日本と中國、日本人と中國人を考へる上でも多くの示唆を得た。日本人が刻んでしまつた愚かで恥ずべき歴史を、忘れるべきではない。好い処もたくさんある此の国と文化を愛すればこそ、戦前の軍国主義日本に至つた日本人の醜い心性を我が身に引き当てて痛みとして持つべきであらう。自虐史観などではなく、ごく真当な羞恥心に属する感じ方である。勿論、だからと言つて現在の中國の反日行動に理や義があるとも思へないのも事実だが、ふたつは別箇のものとして受け止めるべきであらう。
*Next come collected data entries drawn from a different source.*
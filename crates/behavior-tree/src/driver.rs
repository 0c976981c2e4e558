//! Periodic root driver.
//!
//! [`TreeDriver`] ticks a root node, sleeps for the configured period and
//! repeats. The root's result is informational only: the driver keeps ticking
//! after `Success` or `Failure` and stops only when cancelled or when its
//! tick budget is spent.

use tokio::time;
use tokio_util::sync::CancellationToken;
use tracing::{debug, info};

use crate::behavior::TreeNode;
use crate::config::DriverConfig;
use crate::status::Status;

/// Outcome of a driver run.
#[derive(Debug, Clone, Copy, PartialEq, Eq)]
pub struct DriverSummary {
    /// Number of root ticks that completed.
    pub ticks: u64,
    /// Result of the last completed root tick (`Idle` if none completed).
    pub last_status: Status,
}

pub struct TreeDriver {
    config: DriverConfig,
}

impl TreeDriver {
    pub fn new(config: DriverConfig) -> Self {
        Self { config }
    }

    pub fn config(&self) -> &DriverConfig {
        &self.config
    }

    /// Drives `root` until `stop` is cancelled or `max_ticks` is reached.
    ///
    /// A tick in progress when `stop` fires is completed first. A root still
    /// `Running` when the driver stops is halted before returning.
    pub async fn run(&self, root: &dyn TreeNode, stop: &CancellationToken) -> DriverSummary {
        let period = self.config.tick_period;
        info!(
            root = root.name(),
            period_ms = period.as_millis() as u64,
            max_ticks = ?self.config.max_ticks,
            "start ticking"
        );

        let mut ticks = 0u64;
        let mut last_status = Status::Idle;

        while !stop.is_cancelled() {
            // A tick always runs to completion; stop is only honored between ticks.
            debug!(root = root.name(), tick = ticks + 1, "ticking the root node");
            last_status = root.tick().await;
            ticks += 1;
            debug!(root = root.name(), status = %last_status, "root ticked");

            if let Some(max) = self.config.max_ticks
                && ticks >= max
            {
                break;
            }
            if stop.is_cancelled() {
                break;
            }

            tokio::select! {
                biased;
                _ = stop.cancelled() => break,
                _ = time::sleep(period) => {}
            }
        }

        if last_status == Status::Running || root.status() == Status::Running {
            root.halt().await;
        }

        info!(root = root.name(), ticks, status = %last_status, "stopped ticking");
        DriverSummary { ticks, last_status }
    }
}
それと同時に、明治の開国から太平洋戦争に至る、日本人の間にあつた様々な思想や考へ方と、それらが歴史の力学の中でどう働き、或は機能しなかつたかについて、自分はもつともつと知らなくてはならない事が多いことに今更ながら気づかされた感がある。所謂、近代日本の精神史といふ処だらうが、それと同時に道子さんが悩み続けた己の存在といふものの不思議さについても、余はまだ何も解決を得てゐないのであり、其方についても今まで以上に喫緊の事として、探究せねばなるまい。